• _Work request_
The data is to be transcribed in full, with nothing missed.

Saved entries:
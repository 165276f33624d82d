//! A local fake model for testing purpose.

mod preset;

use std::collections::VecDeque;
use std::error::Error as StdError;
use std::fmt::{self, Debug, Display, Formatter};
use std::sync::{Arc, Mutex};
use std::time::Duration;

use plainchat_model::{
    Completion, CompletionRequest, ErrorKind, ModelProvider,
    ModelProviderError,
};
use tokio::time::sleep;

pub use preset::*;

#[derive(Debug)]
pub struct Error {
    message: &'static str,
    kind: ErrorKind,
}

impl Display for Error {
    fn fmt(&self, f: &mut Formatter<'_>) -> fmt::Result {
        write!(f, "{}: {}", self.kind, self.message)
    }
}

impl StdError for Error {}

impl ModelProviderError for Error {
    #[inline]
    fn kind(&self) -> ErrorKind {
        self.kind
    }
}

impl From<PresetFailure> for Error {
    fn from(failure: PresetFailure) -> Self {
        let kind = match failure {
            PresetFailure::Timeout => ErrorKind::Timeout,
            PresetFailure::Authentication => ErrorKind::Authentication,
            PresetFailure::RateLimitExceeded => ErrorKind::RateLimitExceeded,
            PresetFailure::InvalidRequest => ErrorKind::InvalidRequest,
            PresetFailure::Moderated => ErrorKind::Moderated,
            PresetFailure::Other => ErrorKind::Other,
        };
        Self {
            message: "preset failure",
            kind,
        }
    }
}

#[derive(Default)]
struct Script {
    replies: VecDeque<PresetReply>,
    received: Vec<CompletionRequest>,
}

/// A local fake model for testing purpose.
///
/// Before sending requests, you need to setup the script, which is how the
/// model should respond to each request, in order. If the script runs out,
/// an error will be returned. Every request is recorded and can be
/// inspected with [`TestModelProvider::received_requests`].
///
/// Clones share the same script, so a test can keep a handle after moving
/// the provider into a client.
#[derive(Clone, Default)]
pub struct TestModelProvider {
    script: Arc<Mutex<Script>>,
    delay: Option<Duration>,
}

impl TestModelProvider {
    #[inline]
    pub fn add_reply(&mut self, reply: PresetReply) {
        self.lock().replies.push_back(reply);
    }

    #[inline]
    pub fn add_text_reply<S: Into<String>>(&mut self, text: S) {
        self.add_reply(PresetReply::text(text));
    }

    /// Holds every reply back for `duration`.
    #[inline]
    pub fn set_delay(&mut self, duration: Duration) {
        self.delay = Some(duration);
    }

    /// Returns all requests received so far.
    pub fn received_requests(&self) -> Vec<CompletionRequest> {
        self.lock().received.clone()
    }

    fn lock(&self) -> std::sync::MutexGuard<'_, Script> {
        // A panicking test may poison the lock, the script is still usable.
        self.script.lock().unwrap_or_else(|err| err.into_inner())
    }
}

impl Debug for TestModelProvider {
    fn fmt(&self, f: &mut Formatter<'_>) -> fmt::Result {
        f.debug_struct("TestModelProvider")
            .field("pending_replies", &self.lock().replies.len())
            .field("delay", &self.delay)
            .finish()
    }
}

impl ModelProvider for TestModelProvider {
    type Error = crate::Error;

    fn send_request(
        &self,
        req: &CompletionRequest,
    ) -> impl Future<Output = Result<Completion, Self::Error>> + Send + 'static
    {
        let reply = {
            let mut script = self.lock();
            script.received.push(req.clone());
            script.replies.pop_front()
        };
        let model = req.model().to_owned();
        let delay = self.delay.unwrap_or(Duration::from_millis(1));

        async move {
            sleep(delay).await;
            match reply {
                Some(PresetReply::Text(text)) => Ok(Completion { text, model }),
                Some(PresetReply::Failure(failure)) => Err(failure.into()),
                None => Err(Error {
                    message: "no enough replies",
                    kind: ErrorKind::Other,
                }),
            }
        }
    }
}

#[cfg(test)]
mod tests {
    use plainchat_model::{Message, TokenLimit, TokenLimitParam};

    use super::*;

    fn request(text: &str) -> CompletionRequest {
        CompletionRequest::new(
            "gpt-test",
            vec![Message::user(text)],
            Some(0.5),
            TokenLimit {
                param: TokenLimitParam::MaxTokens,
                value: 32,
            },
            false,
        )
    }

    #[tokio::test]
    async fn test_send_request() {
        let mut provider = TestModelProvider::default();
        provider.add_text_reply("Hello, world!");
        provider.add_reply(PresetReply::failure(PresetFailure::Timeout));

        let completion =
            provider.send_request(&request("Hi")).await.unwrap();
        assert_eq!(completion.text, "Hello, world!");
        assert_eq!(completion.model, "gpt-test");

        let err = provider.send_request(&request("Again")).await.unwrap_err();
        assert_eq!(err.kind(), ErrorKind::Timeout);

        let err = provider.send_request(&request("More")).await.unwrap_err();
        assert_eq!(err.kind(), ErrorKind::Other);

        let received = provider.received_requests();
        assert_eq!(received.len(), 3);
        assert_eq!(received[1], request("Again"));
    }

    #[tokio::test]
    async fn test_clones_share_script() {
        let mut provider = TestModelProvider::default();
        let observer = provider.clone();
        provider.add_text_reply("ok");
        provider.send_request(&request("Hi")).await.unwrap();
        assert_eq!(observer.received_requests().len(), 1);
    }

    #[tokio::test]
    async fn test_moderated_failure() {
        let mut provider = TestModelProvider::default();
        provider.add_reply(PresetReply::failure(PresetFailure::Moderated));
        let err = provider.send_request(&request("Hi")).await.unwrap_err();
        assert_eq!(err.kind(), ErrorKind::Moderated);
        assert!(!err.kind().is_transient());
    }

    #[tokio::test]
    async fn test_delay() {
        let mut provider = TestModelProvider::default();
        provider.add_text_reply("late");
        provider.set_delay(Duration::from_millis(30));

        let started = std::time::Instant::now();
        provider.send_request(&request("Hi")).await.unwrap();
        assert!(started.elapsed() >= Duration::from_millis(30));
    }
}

• _Answer to the problem_
repository 165276f33624d82d
//! A local fake model for testing purpose.

mod preset;

use std::collections::VecDeque;
use std::error::Error as StdError;
use std::fmt::{self, Debug, Display, Formatter};
use std::sync::{Arc, Mutex};
use std::time::Duration;

use plainchat_model::{
    Completion, CompletionRequest, ErrorKind, ModelProvider,
    ModelProviderError,
};
use tokio::time::sleep;

pub use preset::*;

#[derive(Debug)]
pub struct Error {
    message: &'static str,
    kind: ErrorKind,
}

impl Display for Error {
    fn fmt(&self, f: &mut Formatter<'_>) -> fmt::Result {
        write!(f, "{}: {}", self.kind, self.message)
    }
}

impl StdError for Error {}

impl ModelProviderError for Error {
    #[inline]
    fn kind(&self) -> ErrorKind {
        self.kind
    }
}

impl From<PresetFailure> for Error {
    fn from(failure: PresetFailure) -> Self {
        let kind = match failure {
            PresetFailure::Timeout => ErrorKind::Timeout,
            PresetFailure::Authentication => ErrorKind::Authentication,
            PresetFailure::RateLimitExceeded => ErrorKind::RateLimitExceeded,
            PresetFailure::InvalidRequest => ErrorKind::InvalidRequest,
            PresetFailure::Moderated => ErrorKind::Moderated,
            PresetFailure::Other => ErrorKind::Other,
        };
        Self {
            message: "preset failure",
            kind,
        }
    }
}

#[derive(Default)]
struct Script {
    replies: VecDeque<PresetReply>,
    received: Vec<CompletionRequest>,
}

/// A local fake model for testing purpose.
///
/// Before sending requests, you need to setup the script, which is how the
/// model should respond to each request, in order. If the script runs out,
/// an error will be returned. Every request is recorded and can be
/// inspected with [`TestModelProvider::received_requests`].
///
/// Clones share the same script, so a test can keep a handle after moving
/// the provider into a client.
#[derive(Clone, Default)]
pub struct TestModelProvider {
    script: Arc<Mutex<Script>>,
    delay: Option<Duration>,
}

impl TestModelProvider {
    #[inline]
    pub fn add_reply(&mut self, reply: PresetReply) {
        self.lock().replies.push_back(reply);
    }

    #[inline]
    pub fn add_text_reply<S: Into<String>>(&mut self, text: S) {
        self.add_reply(PresetReply::text(text));
    }

    /// Holds every reply back for `duration`.
    #[inline]
    pub fn set_delay(&mut self, duration: Duration) {
        self.delay = Some(duration);
    }

    /// Returns all requests received so far.
    pub fn received_requests(&self) -> Vec<CompletionRequest> {
        self.lock().received.clone()
    }

    fn lock(&self) -> std::sync::MutexGuard<'_, Script> {
        // A panicking test may poison the lock, the script is still usable.
        self.script.lock().unwrap_or_else(|err| err.into_inner())
    }
}

impl Debug for TestModelProvider {
    fn fmt(&self, f: &mut Formatter<'_>) -> fmt::Result {
        f.debug_struct("TestModelProvider")
            .field("pending_replies", &self.lock().replies.len())
            .field("delay", &self.delay)
            .finish()
    }
}

impl ModelProvider for TestModelProvider {
    type Error = crate::Error;

    fn send_request(
        &self,
        req: &CompletionRequest,
    ) -> impl Future<Output = Result<Completion, Self::Error>> + Send + 'static
    {
        let reply = {
            let mut script = self.lock();
            script.received.push(req.clone());
            script.replies.pop_front()
        };
        let model = req.model().to_owned();
        let delay = self.delay.unwrap_or(Duration::from_millis(1));

        async move {
            sleep(delay).await;
            match reply {
                Some(PresetReply::Text(text)) => Ok(Completion { text, model }),
                Some(PresetReply::Failure(failure)) => Err(failure.into()),
                None => Err(Error {
                    message: "no enough replies",
                    kind: ErrorKind::Other,
                }),
            }
        }
    }
}

#[cfg(test)]
mod tests {
    use plainchat_model::{Message, TokenLimit, TokenLimitParam};

    use super::*;

    fn request(text: &str) -> CompletionRequest {
        CompletionRequest::new(
            "gpt-test",
            vec![Message::user(text)],
            Some(0.5),
            TokenLimit {
                param: TokenLimitParam::MaxTokens,
                value: 32,
            },
            false,
        )
    }

    #[tokio::test]
    async fn test_send_request() {
        let mut provider = TestModelProvider::default();
        provider.add_text_reply("Hello, world!");
        provider.add_reply(PresetReply::failure(PresetFailure::Timeout));

        let completion =
            provider.send_request(&request("Hi")).await.unwrap();
        assert_eq!(completion.text, "Hello, world!");
        assert_eq!(completion.model, "gpt-test");

        let err = provider.send_request(&request("Again")).await.unwrap_err();
        assert_eq!(err.kind(), ErrorKind::Timeout);

        let err = provider.send_request(&request("More")).await.unwrap_err();
        assert_eq!(err.kind(), ErrorKind::Other);

        let received = provider.received_requests();
        assert_eq!(received.len(), 3);
        assert_eq!(received[1], request("Again"));
    }

    #[tokio::test]
    async fn test_clones_share_script() {
        let mut provider = TestModelProvider::default();
        let observer = provider.clone();
        provider.add_text_reply("ok");
        provider.send_request(&request("Hi")).await.unwrap();
        assert_eq!(observer.received_requests().len(), 1);
    }

    #[tokio::test]
    async fn test_moderated_failure() {
        let mut provider = TestModelProvider::default();
        provider.add_reply(PresetReply::failure(PresetFailure::Moderated));
        let err = provider.send_request(&request("Hi")).await.unwrap_err();
        assert_eq!(err.kind(), ErrorKind::Moderated);
        assert!(!err.kind().is_transient());
    }

    #[tokio::test]
    async fn test_delay() {
        let mut provider = TestModelProvider::default();
        provider.add_text_reply("late");
        provider.set_delay(Duration::from_millis(30));

        let started = std::time::Instant::now();
        provider.send_request(&request("Hi")).await.unwrap();
        assert!(started.elapsed() >= Duration::from_millis(30));
    }
}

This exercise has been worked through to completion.